WHAT TO DO: The records follow. Print, word for word, the first line through the "the worker pool" line.

ENTRIES SHOWN:
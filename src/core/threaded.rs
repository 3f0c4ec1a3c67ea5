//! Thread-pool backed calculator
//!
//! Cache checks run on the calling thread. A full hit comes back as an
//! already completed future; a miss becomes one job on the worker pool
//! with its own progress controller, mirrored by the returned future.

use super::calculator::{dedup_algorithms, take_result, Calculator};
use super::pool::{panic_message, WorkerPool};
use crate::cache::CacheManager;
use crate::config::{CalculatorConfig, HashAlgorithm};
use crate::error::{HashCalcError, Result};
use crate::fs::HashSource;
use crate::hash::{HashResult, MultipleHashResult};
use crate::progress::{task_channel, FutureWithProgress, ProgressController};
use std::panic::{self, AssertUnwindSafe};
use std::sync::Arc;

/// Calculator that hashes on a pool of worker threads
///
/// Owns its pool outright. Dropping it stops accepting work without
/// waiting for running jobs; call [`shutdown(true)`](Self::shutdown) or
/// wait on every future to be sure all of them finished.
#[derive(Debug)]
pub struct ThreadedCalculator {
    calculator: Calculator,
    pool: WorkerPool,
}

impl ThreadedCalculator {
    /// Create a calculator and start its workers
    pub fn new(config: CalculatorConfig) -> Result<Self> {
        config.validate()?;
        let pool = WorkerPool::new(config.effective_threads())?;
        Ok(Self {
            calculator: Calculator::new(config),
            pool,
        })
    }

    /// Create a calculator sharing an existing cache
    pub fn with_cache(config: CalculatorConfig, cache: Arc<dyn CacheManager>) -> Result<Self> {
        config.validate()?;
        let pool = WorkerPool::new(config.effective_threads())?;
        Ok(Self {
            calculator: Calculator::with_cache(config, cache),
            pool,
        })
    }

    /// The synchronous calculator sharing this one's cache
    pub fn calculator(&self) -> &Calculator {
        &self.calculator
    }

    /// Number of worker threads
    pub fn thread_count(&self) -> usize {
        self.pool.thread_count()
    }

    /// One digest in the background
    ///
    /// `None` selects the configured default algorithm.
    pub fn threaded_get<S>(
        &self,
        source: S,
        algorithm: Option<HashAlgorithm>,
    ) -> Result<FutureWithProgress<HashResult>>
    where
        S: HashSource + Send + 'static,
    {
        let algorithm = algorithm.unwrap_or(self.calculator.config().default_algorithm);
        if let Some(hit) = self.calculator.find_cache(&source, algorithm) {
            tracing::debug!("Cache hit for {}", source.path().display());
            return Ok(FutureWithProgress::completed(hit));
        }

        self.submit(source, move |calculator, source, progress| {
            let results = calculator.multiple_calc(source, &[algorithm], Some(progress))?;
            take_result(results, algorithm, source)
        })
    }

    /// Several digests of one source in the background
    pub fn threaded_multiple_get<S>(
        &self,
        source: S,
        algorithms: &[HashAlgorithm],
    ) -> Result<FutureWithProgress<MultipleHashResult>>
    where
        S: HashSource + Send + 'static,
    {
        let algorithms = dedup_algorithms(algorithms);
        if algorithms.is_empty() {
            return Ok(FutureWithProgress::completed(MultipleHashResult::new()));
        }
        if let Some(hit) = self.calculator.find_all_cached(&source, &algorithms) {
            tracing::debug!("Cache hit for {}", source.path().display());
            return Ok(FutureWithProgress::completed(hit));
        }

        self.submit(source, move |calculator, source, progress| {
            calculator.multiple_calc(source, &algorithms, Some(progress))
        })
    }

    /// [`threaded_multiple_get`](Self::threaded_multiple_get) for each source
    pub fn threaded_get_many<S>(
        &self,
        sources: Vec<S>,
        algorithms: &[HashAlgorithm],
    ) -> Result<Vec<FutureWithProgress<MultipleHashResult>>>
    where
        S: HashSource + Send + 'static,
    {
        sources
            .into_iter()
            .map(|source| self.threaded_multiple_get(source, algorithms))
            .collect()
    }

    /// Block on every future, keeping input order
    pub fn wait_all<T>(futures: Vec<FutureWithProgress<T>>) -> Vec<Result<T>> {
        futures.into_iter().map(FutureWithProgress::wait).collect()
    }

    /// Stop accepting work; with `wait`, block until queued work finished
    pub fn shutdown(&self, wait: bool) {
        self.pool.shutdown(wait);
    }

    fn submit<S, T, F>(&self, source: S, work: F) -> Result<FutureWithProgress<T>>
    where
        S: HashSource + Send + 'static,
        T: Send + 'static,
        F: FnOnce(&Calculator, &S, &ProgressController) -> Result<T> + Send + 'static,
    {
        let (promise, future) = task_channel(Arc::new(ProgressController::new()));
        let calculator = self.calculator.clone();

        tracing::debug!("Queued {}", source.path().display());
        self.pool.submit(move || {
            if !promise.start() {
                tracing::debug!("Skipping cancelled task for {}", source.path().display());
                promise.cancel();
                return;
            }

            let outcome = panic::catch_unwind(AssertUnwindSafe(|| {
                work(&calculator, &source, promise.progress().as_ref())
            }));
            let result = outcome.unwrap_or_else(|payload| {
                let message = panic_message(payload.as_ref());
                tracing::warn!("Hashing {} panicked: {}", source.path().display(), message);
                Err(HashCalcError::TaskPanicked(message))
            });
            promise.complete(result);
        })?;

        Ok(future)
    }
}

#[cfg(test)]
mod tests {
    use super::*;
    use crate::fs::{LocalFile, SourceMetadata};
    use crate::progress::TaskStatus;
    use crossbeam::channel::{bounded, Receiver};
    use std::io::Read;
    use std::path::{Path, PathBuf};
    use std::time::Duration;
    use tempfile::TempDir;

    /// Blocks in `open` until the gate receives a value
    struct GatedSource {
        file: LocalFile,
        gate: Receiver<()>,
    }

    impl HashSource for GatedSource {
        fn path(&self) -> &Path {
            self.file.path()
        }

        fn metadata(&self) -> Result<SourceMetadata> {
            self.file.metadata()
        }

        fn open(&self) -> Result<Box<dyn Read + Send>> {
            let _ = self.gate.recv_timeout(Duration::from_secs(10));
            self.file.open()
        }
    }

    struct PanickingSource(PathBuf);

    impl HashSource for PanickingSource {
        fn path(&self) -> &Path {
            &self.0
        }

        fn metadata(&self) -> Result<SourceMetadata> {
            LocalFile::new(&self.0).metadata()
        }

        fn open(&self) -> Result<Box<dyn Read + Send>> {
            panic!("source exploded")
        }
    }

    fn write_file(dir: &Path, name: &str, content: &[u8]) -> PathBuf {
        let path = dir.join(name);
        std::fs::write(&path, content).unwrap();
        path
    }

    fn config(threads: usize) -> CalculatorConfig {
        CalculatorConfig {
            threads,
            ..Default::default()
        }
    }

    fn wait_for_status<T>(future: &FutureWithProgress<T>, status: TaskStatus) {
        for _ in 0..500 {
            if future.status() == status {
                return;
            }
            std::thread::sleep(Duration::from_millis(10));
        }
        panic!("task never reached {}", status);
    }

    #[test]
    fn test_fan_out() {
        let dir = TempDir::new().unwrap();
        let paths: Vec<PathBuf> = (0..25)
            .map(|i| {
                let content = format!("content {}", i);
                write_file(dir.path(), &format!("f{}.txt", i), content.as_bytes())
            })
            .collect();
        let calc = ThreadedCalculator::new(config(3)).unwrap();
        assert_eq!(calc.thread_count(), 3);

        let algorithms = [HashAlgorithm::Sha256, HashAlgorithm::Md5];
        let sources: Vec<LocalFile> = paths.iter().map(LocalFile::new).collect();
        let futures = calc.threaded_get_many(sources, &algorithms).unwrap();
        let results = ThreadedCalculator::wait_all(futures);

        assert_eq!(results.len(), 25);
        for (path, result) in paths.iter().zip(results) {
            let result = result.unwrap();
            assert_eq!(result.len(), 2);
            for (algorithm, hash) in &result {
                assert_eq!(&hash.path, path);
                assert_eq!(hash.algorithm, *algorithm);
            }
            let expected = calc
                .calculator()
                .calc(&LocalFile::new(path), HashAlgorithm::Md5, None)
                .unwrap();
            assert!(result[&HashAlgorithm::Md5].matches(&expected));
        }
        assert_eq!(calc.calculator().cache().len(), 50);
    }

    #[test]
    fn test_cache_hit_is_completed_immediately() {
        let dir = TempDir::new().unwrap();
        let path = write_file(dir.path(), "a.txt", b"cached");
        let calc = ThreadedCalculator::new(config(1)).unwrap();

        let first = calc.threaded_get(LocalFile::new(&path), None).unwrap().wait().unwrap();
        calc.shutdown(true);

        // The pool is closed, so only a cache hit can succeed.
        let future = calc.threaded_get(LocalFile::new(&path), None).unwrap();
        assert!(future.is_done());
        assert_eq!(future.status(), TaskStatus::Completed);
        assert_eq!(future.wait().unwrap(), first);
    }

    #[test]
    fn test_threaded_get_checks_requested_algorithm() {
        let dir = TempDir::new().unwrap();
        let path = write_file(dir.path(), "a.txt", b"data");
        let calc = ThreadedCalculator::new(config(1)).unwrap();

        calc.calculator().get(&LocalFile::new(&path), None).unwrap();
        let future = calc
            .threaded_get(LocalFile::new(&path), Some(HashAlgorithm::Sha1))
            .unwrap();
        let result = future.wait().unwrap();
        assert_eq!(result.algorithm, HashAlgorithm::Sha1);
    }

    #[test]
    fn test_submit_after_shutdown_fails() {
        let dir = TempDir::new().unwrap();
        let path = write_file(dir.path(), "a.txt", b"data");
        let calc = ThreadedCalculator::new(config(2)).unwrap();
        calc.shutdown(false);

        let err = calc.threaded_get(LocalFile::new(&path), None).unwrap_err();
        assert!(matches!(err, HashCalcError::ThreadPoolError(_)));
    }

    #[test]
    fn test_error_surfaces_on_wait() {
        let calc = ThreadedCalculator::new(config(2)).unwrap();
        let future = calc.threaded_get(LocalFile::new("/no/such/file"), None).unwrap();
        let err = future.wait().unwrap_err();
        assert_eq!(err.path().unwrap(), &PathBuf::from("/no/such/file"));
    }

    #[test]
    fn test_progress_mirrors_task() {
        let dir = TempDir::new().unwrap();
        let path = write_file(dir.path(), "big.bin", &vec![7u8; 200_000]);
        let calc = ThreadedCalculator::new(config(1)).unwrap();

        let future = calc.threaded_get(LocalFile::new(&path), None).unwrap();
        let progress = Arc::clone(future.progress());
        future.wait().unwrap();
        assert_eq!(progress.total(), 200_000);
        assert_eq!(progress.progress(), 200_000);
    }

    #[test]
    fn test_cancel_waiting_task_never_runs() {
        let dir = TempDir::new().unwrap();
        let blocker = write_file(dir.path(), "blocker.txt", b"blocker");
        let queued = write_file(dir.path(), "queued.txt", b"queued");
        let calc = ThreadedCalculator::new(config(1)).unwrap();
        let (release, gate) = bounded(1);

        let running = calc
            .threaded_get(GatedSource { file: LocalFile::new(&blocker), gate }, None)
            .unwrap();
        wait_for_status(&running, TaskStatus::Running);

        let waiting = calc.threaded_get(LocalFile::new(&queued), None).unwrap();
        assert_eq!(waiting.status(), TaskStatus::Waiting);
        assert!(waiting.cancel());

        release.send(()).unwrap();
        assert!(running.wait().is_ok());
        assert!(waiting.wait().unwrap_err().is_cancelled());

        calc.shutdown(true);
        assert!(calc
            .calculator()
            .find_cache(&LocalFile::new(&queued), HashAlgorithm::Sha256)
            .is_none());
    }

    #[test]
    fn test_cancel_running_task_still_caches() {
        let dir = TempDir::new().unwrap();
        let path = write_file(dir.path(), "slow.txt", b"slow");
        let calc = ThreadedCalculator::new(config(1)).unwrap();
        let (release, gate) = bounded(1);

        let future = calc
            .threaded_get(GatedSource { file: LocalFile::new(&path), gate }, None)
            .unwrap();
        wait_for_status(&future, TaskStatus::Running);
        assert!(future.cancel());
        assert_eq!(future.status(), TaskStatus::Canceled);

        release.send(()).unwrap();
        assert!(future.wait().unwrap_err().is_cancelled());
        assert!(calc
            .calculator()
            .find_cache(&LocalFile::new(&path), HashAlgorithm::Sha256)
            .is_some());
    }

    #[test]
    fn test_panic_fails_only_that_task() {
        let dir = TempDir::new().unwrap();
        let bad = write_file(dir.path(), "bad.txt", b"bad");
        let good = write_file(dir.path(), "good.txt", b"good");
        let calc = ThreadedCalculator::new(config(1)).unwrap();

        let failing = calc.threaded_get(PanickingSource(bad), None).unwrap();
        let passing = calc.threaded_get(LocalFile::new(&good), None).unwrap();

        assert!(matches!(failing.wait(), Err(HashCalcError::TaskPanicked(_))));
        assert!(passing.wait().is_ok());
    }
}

SOLUTION TO THE EXERCISE:
filename src/core/threaded.rs
repository 3f0c4ec1a3c67ea5
//! Thread-pool backed calculator
//!
//! Cache checks run on the calling thread. A full hit comes back as an
//! already completed future; a miss becomes one job on the worker pool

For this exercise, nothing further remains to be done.